----- Records supplied

use regex::Regex;

use crate::error::{Ez3dError, Result};
use crate::BoxFuture;

/// Download side of the remote drive: resolves a blob identifier to its bytes.
pub trait BlobStore: Send + Sync {
    fn download<'a>(&'a self, file_id: &'a str) -> BoxFuture<'a, Result<Vec<u8>>>;
}

/// Heuristic for spotting Drive file ids inside free text.
///
/// The default matches any run of at least 25 ASCII letters, digits, `_` or
/// `-` (`[-_0-9A-Za-z]{25,}`), which is what a Drive id looks like but also
/// what a long hyphenated phrase looks like. Non-ASCII word characters never
/// appear in Drive ids and are not matched. When the pattern has a capture group, the first group is the id.
#[derive(Debug, Clone)]
pub struct BlobIdPattern {
    regex: Regex,
}

impl BlobIdPattern {
    pub fn new(pattern: &str) -> Result<Self> {
        let regex = Regex::new(pattern)
            .map_err(|e| Ez3dError::Config(format!("invalid DRIVE_ID_PATTERN '{pattern}': {e}")))?;
        Ok(Self { regex })
    }

    pub fn with_min_length(min_length: usize) -> Result<Self> {
        if min_length == 0 {
            return Err(Ez3dError::Config(
                "DRIVE_ID_MIN_LENGTH must be at least 1".into(),
            ));
        }
        Self::new(&format!("[-_0-9A-Za-z]{{{min_length},}}"))
    }

    pub fn as_str(&self) -> &str {
        self.regex.as_str()
    }

    /// Ids in order of appearance. Repeated ids are kept once.
    pub fn find_ids<'t>(&self, text: &'t str) -> Vec<&'t str> {
        let mut ids: Vec<&str> = Vec::new();
        for caps in self.regex.captures_iter(text) {
            let Some(m) = caps.get(1).or_else(|| caps.get(0)) else {
                continue;
            };
            if !m.as_str().is_empty() && !ids.contains(&m.as_str()) {
                ids.push(m.as_str());
            }
        }
        ids
    }
}

impl Default for BlobIdPattern {
    fn default() -> Self {
        Self {
            regex: Regex::new("[-_0-9A-Za-z]{25,}").expect("default blob id pattern is valid"),
        }
    }
}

----------

§ Aim of the exercise
Transcribe, exactly and completely, all of the entries.

§ Expected answer
use regex::Regex;

use crate::error::{Ez3dError, Result};
use crate::BoxFuture;

/// Download side of the remote drive: resolves a blob identifier to its bytes.
pub trait BlobStore: Send + Sync {
    fn download<'a>(&'a self, file_id: &'a str) -> BoxFuture<'a, Result<Vec<u8>>>;
}

/// Heuristic for spotting Drive file ids inside free text.
///
/// The default matches any run of at least 25 ASCII letters, digits, `_` or
/// `-` (`[-_0-9A-Za-z]{25,}`), which is what a Drive id looks like but also
/// what a long hyphenated phrase looks like. Non-ASCII word characters never
/// appear in Drive ids and are not matched. When the pattern has a capture group, the first group is the id.
#[derive(Debug, Clone)]
pub struct BlobIdPattern {
    regex: Regex,
}

impl BlobIdPattern {
    pub fn new(pattern: &str) -> Result<Self> {
        let regex = Regex::new(pattern)
            .map_err(|e| Ez3dError::Config(format!("invalid DRIVE_ID_PATTERN '{pattern}': {e}")))?;
        Ok(Self { regex })
    }

    pub fn with_min_length(min_length: usize) -> Result<Self> {
        if min_length == 0 {
            return Err(Ez3dError::Config(
                "DRIVE_ID_MIN_LENGTH must be at least 1".into(),
            ));
        }
        Self::new(&format!("[-_0-9A-Za-z]{{{min_length},}}"))
    }

    pub fn as_str(&self) -> &str {
        self.regex.as_str()
    }

    /// Ids in order of appearance. Repeated ids are kept once.
    pub fn find_ids<'t>(&self, text: &'t str) -> Vec<&'t str> {
        let mut ids: Vec<&str> = Vec::new();
        for caps in self.regex.captures_iter(text) {
            let Some(m) = caps.get(1).or_else(|| caps.get(0)) else {
                continue;
            };
            if !m.as_str().is_empty() && !ids.contains(&m.as_str()) {
                ids.push(m.as_str());
            }
        }
        ids
    }
}

impl Default for BlobIdPattern {
    fn default() -> Self {
        Self {
            regex: Regex::new("[-_0-9A-Za-z]{25,}").expect("default blob id pattern is valid"),
        }
    }
}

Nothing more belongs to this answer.